[WHAT YOU ARE ASKED TO DO]: Without adding or dropping anything, copy the entries below.

---

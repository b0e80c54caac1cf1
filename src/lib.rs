//! Galleria is the export pipeline of a photo gallery editor.
//!
//! Given a decoded source image and an [`EditSession`] (crop rectangle, optional filter, optional
//! text watermark, quality), a [`Compositor`] produces the final JPEG as an [`EncodedImage`]:
//!
//! - Decode a [`SourceImage`]
//! - Pick a crop, by hand ([`FreeformCrop`]) or from an aspect preset ([`AspectCrop`])
//! - Call [`Compositor::compose`] (or [`Compositor::compose_batch`] for many exports)
#![forbid(unsafe_code)]
#![deny(missing_docs)]

mod assets;
mod compose;
mod effects;
mod encode;
mod foundation;
mod render;

pub use crate::assets::decode::{DecodedImage, SourceImage};
pub use crate::assets::fonts::{FontBook, ResolvedFont};
pub use crate::compose::compositor::{Compositor, CompositorOpts, RenderedImage};
pub use crate::compose::crop_provider::{AspectCrop, AspectPreset, CropProvider, FreeformCrop};
pub use crate::compose::session::EditSession;
pub use crate::effects::filter::{FilterOp, FilterSpec};
pub use crate::encode::artifact::EncodedImage;
pub use crate::foundation::core::{CropRect, PixelSize, Quality, round_half_up};
pub use crate::foundation::error::{CompositorError, CompositorResult};
pub use crate::render::surface::SurfaceStats;
pub use crate::render::watermark::{WatermarkSizing, WatermarkSpec, WatermarkStyle};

---

[EXERCISE RESPONSE]:
repository b0e80c54caac1cf1
filename src/lib.rs
//! Galleria is the export pipeline of a photo gallery editor.
//!
//! Given a decoded source image and an [`EditSession`] (crop rectangle, optional filter, optional
//! text watermark, quality), a [`Compositor`] produces the final JPEG as an [`EncodedImage`]:
//!
//! - Decode a [`SourceImage`]
//! - Pick a crop, by hand ([`FreeformCrop`]) or from an aspect preset ([`AspectCrop`])
//! - Call [`Compositor::compose`] (or [`Compositor::compose_batch`] for many exports)
#![forbid(unsafe_code)]
#![deny(missing_docs)]

mod assets;
mod compose;
mod effects;
mod encode;
mod foundation;
mod render;

pub use crate::assets::decode::{DecodedImage, SourceImage};
pub use crate::assets::fonts::{FontBook, ResolvedFont};
pub use crate::compose::compositor::{Compositor, CompositorOpts, RenderedImage};
pub use crate::compose::crop_provider::{AspectCrop, AspectPreset, CropProvider, FreeformCrop};
pub use crate::compose::session::EditSession;
pub use crate::effects::filter::{FilterOp, FilterSpec};
pub use crate::encode::artifact::EncodedImage;
pub use crate::foundation::core::{CropRect, PixelSize, Quality, round_half_up};
pub use crate::foundation::error::{CompositorError, CompositorResult};
pub use crate::render::surface::SurfaceStats;
pub use crate::render::watermark::{WatermarkSizing, WatermarkSpec, WatermarkStyle};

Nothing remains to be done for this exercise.